Vacancy defect regulation in Copper(I) thiocyanate hole selective layer for efficient and stable crystalline silicon solar cells

Recently, p-type inorganic copper-based compounds have attracted increasing interest as hole-selective layers for crystalline silicon (c-Si) heterojunction solar cells. Among them, copper(I) thiocyanate (CuSCN) has a small valence band offset with c-Si and high stability, however, it has not been explored in c-Si solar cell applications. Herein, we successfully demonstrate that solution-processed CuSCN film acts as an effective hole-selective contact layer for p-Si solar cells. Nevertheless, the p-Si/CuSCN heterostructure suffers from an unsatisfactory surface passivation and a relatively high contact resistivity originated from the uncontrollable vacancy defects in the film. The I- doping of CuSCN film (CuSCN:I-) not only suppresses the generation of SCN vacancies, but also increases the Cu vacancies, significantly improving the hole selectivity.

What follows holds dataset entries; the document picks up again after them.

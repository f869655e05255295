// Copyright 2024 The quadsieve authors. All rights reserved.
// Use of this source code is governed by a BSD-style
// license that can be found in the LICENSE file.

//! Relations describe an equation:
//! x^2 = product(pi^ki) * product(large primes) mod n
//!
//! The factor base part is stored as a sparse exponent vector whose
//! column 0 is the sign and column i (i >= 1) is the i-th factor base
//! prime. Large prime cofactors are kept separately: in a full
//! relation they always carry even exponents.

use std::collections::{BTreeMap, HashSet};

use crate::arith::pow_mod;
use crate::cycles::{CycleGraph, InsertOutcome, PartialRelation, ROOT_VERTEX};
use crate::fbase::FBase;
use crate::params::Diag;
use crate::Uint;

/// Sign column of exponent vectors.
pub const SIGN_COL: u32 = 0;

/// A sparse vector of (column, exponent) pairs, sorted by column.
#[derive(Clone, Debug, Default, PartialEq, Eq, PartialOrd, Ord, Hash)]
pub struct ExponentVector(Vec<(u32, u32)>);

impl ExponentVector {
    pub fn new(mut cols: Vec<(u32, u32)>) -> Self {
        cols.sort_unstable();
        cols.retain(|&(_, e)| e > 0);
        debug_assert!(cols.windows(2).all(|w| w[0].0 < w[1].0));
        ExponentVector(cols)
    }

    /// Build from trial division output: prime indices and exponents.
    pub fn from_factors(negative: bool, facs: &[(usize, u32)]) -> Self {
        let mut cols = Vec::with_capacity(facs.len() + 1);
        if negative {
            cols.push((SIGN_COL, 1));
        }
        for &(pidx, e) in facs {
            cols.push((pidx as u32 + 1, e));
        }
        ExponentVector::new(cols)
    }

    pub fn iter(&self) -> impl Iterator<Item = (u32, u32)> + '_ {
        self.0.iter().copied()
    }

    /// Columns with odd exponent (the GF(2) support).
    pub fn odd_cols(&self) -> impl Iterator<Item = u32> + '_ {
        self.0
            .iter()
            .filter(|&&(_, e)| e % 2 == 1)
            .map(|&(c, _)| c)
    }

    pub fn is_even(&self) -> bool {
        self.0.iter().all(|&(_, e)| e % 2 == 0)
    }

    /// Sum of two vectors (merge sorted columns).
    pub fn merge(&self, other: &Self) -> Self {
        let (a, b) = (&self.0, &other.0);
        let mut out = Vec::with_capacity(a.len() + b.len());
        let (mut i, mut j) = (0, 0);
        while i < a.len() && j < b.len() {
            match a[i].0.cmp(&b[j].0) {
                std::cmp::Ordering::Less => {
                    out.push(a[i]);
                    i += 1;
                }
                std::cmp::Ordering::Greater => {
                    out.push(b[j]);
                    j += 1;
                }
                std::cmp::Ordering::Equal => {
                    out.push((a[i].0, a[i].1 + b[j].1));
                    i += 1;
                    j += 1;
                }
            }
        }
        out.extend_from_slice(&a[i..]);
        out.extend_from_slice(&b[j..]);
        ExponentVector(out)
    }
}

#[derive(Clone, Debug)]
pub struct Relation {
    pub x: Uint,
    pub ev: ExponentVector,
    // Large prime cofactors with even exponents, from cycle closures.
    pub cofactors: Vec<(u64, u32)>,
}

impl Relation {
    pub fn verify(&self, n: &Uint, fb: &FBase) -> bool {
        let mut prod = Uint::ONE;
        let mut negative = false;
        for (col, k) in self.ev.iter() {
            if col == SIGN_COL {
                negative = k % 2 == 1;
            } else {
                let p = fb.p(col as usize - 1) as u64;
                prod = (prod * pow_mod(Uint::from(p), Uint::from(k), *n)) % n;
            }
        }
        for &(p, k) in &self.cofactors {
            prod = (prod * pow_mod(Uint::from(p), Uint::from(k), *n)) % n;
        }
        if negative {
            prod = n - prod;
        }
        (self.x * self.x) % n == prod
    }
}

/// Collects relations produced by sieving. Full relations are stored
/// after deduplication, partial relations feed the cycle graph and
/// come back as full relations when a cycle closes.
pub struct RelationSet {
    pub n: Uint,
    pub maxlarge: u64,
    pub complete: Vec<Relation>,
    seen: HashSet<ExponentVector>,
    graph: CycleGraph,
    pub n_smooths: usize,
    pub n_partials: usize,
    pub n_doubles: usize,
    pub n_cycles: usize,
    pub n_duplicates: usize,
}

impl RelationSet {
    pub fn new(n: Uint, maxlarge: u64) -> Self {
        RelationSet {
            n,
            maxlarge,
            complete: vec![],
            seen: HashSet::new(),
            graph: CycleGraph::new(),
            n_smooths: 0,
            n_partials: 0,
            n_doubles: 0,
            n_cycles: 0,
            n_duplicates: 0,
        }
    }

    pub fn into_inner(self) -> Vec<Relation> {
        self.complete
    }

    pub fn len(&self) -> usize {
        self.complete.len()
    }

    pub fn is_empty(&self) -> bool {
        self.complete.is_empty()
    }

    /// Number of extra relations still needed to expect a nonzero
    /// nullspace (distinct odd columns minus relation count).
    pub fn gap(&self) -> usize {
        if self.complete.is_empty() {
            return 1000; // infinity
        }
        let mut cols = HashSet::new();
        for r in &self.complete {
            for c in r.ev.odd_cols() {
                cols.insert(c);
            }
        }
        cols.len().saturating_sub(self.complete.len())
    }

    pub fn log_progress(&self, diag: &Diag, prefix: &str) {
        diag.verbose(format_args!(
            "{prefix} found {} relations (smooth={} partial={} double={} cycles={} dup={} graph {}v/{}e)",
            self.len(),
            self.n_smooths,
            self.n_partials,
            self.n_doubles,
            self.n_cycles,
            self.n_duplicates,
            self.graph.n_vertices(),
            self.graph.n_edges(),
        ))
    }

    /// Record a sieve report. The cofactor pair is (1, 1) for a fully
    /// smooth value, (p, 1) for a single large prime, (p, q) for a
    /// split double large prime (possibly p == q).
    pub fn add(&mut self, x: Uint, ev: ExponentVector, pq: (u64, u64)) {
        match pq {
            (1, 1) => {
                self.n_smooths += 1;
                self.push_full(Relation {
                    x,
                    ev,
                    cofactors: vec![],
                });
            }
            (p, q) if p == q => {
                // A square cofactor is already even.
                self.n_doubles += 1;
                self.push_full(Relation {
                    x,
                    ev,
                    cofactors: vec![(p, 2)],
                });
            }
            (p, q) => {
                if q == ROOT_VERTEX {
                    self.n_partials += 1;
                } else {
                    self.n_doubles += 1;
                }
                let pr = PartialRelation { x, ev, p, q };
                match self.graph.insert_or_close(pr) {
                    InsertOutcome::Inserted => {}
                    InsertOutcome::Duplicate(_) => self.n_duplicates += 1,
                    InsertOutcome::Cycle(closing, edges) => {
                        let rel = self.close_cycle(closing, edges);
                        self.n_cycles += 1;
                        self.push_full(rel);
                    }
                }
            }
        }
    }

    fn push_full(&mut self, r: Relation) {
        if !self.seen.insert(r.ev.clone()) {
            self.n_duplicates += 1;
            return;
        }
        self.complete.push(r);
    }

    // Multiply the closing relation with the relations along the
    // removed path. Each cycle vertex has even degree so large primes
    // get even exponents.
    fn close_cycle(&self, closing: PartialRelation, edges: Vec<PartialRelation>) -> Relation {
        let mut counts = BTreeMap::<u64, u32>::new();
        let bump = |counts: &mut BTreeMap<u64, u32>, p: u64| {
            *counts.entry(p).or_insert(0) += 1;
        };
        let mut x = closing.x % self.n;
        let mut ev = closing.ev;
        bump(&mut counts, closing.p);
        bump(&mut counts, closing.q);
        for e in edges {
            x = (x * (e.x % self.n)) % self.n;
            ev = ev.merge(&e.ev);
            bump(&mut counts, e.p);
            bump(&mut counts, e.q);
        }
        counts.remove(&ROOT_VERTEX);
        debug_assert!(counts.values().all(|&c| c % 2 == 0));
        Relation {
            x,
            ev,
            cofactors: counts.into_iter().collect(),
        }
    }
}

#[cfg(test)]
mod tests {
    use super::*;
    use std::str::FromStr;

    #[test]
    fn test_exponent_vector() {
        let ev = ExponentVector::from_factors(true, &[(0, 3), (4, 1), (2, 2)]);
        let cols: Vec<_> = ev.iter().collect();
        assert_eq!(cols, vec![(0, 1), (1, 3), (3, 2), (5, 1)]);
        assert_eq!(ev.odd_cols().collect::<Vec<_>>(), vec![0, 1, 5]);
        assert!(!ev.is_even());

        let sum = ev.merge(&ev);
        assert!(sum.is_even());
        assert_eq!(sum.odd_cols().count(), 0);

        let other = ExponentVector::new(vec![(1, 1), (7, 2)]);
        let sum = ev.merge(&other);
        assert_eq!(
            sum.iter().collect::<Vec<_>>(),
            vec![(0, 1), (1, 4), (3, 2), (5, 1), (7, 2)]
        );
    }

    #[test]
    fn test_verify() {
        // 8051 = 83 * 97, multiplier 1.
        let n = Uint::from(8051u64);
        let fb = FBase::new(n, 10);
        // x = 91: 91^2 - 8051 = 230 = 2 * 5 * 23
        let mut facs = vec![];
        for (idx, &p) in fb.primes.iter().enumerate() {
            let mut e = 0;
            let mut v = 230u64;
            while v % p as u64 == 0 {
                v /= p as u64;
                e += 1;
            }
            if e > 0 {
                facs.push((idx, e));
            }
        }
        let r = Relation {
            x: Uint::from(91u64),
            ev: ExponentVector::from_factors(false, &facs),
            cofactors: vec![],
        };
        assert!(r.verify(&n, &fb));
        // Wrong sign fails.
        let bad = Relation {
            ev: ExponentVector::from_factors(true, &facs),
            ..r.clone()
        };
        assert!(!bad.verify(&n, &fb));
    }

    #[test]
    fn test_duplicate_full() {
        let n = Uint::from_str("10000000089000000133").unwrap();
        let mut rs = RelationSet::new(n, 1 << 30);
        let ev = ExponentVector::new(vec![(1, 1), (3, 2)]);
        rs.add(Uint::from(1234u64), ev.clone(), (1, 1));
        rs.add(Uint::from(5678u64), ev.clone(), (1, 1));
        assert_eq!(rs.len(), 1);
        assert_eq!(rs.n_duplicates, 1);
        // A different vector is kept.
        rs.add(Uint::from(91u64), ExponentVector::new(vec![(2, 1)]), (1, 1));
        assert_eq!(rs.len(), 2);
    }

    #[test]
    fn test_partial_combination() {
        let n = Uint::from_str("10000000089000000133").unwrap();
        let mut rs = RelationSet::new(n, 1 << 30);
        // Two partials with the same large prime close a cycle.
        rs.add(
            Uint::from(1001u64),
            ExponentVector::new(vec![(2, 1)]),
            (100003, 1),
        );
        assert_eq!(rs.len(), 0);
        rs.add(
            Uint::from(1003u64),
            ExponentVector::new(vec![(3, 1)]),
            (100003, 1),
        );
        assert_eq!(rs.len(), 1);
        assert_eq!(rs.n_cycles, 1);
        let r = &rs.complete[0];
        assert_eq!(r.cofactors, vec![(100003, 2)]);
        assert_eq!(r.x, (Uint::from(1001u64) * Uint::from(1003u64)) % n);
        assert_eq!(r.ev.odd_cols().collect::<Vec<_>>(), vec![2, 3]);
    }

    #[test]
    fn test_double_chain() {
        let n = Uint::from_str("10000000089000000133").unwrap();
        let mut rs = RelationSet::new(n, 1 << 30);
        // A double (p, q) bridged by two single partials.
        rs.add(
            Uint::from(11u64),
            ExponentVector::new(vec![(1, 1)]),
            (100003, 100019),
        );
        rs.add(
            Uint::from(13u64),
            ExponentVector::new(vec![(2, 1)]),
            (100003, 1),
        );
        assert_eq!(rs.len(), 0);
        rs.add(
            Uint::from(17u64),
            ExponentVector::new(vec![(3, 1)]),
            (100019, 1),
        );
        assert_eq!(rs.len(), 1);
        let r = &rs.complete[0];
        assert_eq!(r.cofactors, vec![(100003, 2), (100019, 2)]);
        assert!(r.ev.odd_cols().eq([1, 2, 3]));
    }

    #[test]
    fn test_square_cofactor() {
        let n = Uint::from_str("10000000089000000133").unwrap();
        let mut rs = RelationSet::new(n, 1 << 30);
        rs.add(
            Uint::from(11u64),
            ExponentVector::new(vec![(1, 1)]),
            (100003, 100003),
        );
        assert_eq!(rs.len(), 1);
        assert_eq!(rs.complete[0].cofactors, vec![(100003, 2)]);
    }

    #[test]
    fn test_gap() {
        let n = Uint::from(8051u64);
        let mut rs = RelationSet::new(n, 1 << 20);
        assert_eq!(rs.gap(), 1000);
        rs.add(
            Uint::from(3u64),
            ExponentVector::new(vec![(1, 1), (2, 1), (3, 1)]),
            (1, 1),
        );
        assert_eq!(rs.gap(), 2);
        rs.add(
            Uint::from(5u64),
            ExponentVector::new(vec![(1, 1), (2, 1)]),
            (1, 1),
        );
        assert_eq!(rs.gap(), 1);
        rs.add(Uint::from(7u64), ExponentVector::new(vec![(3, 2)]), (1, 1));
        assert_eq!(rs.gap(), 0);
    }
}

Moreover, a better energy band alignment is formed based on CuSCN:I-/MoO3 bilayer for hole selective contact of p-Si substrate, achieving a remarkably high photoelectric conversion efficiency (PCE) of 19.42 %. The PCEs of unencapsulated p-Si/CuSCN heterojunction solar cells maintain over 92 % of the initial values under storing in air atmosphere for 1200 h or after annealing at 350 degrees C. This work highlights that CuSCN is a very promising hole selective layer with superior stability for c-Si solar cell applications.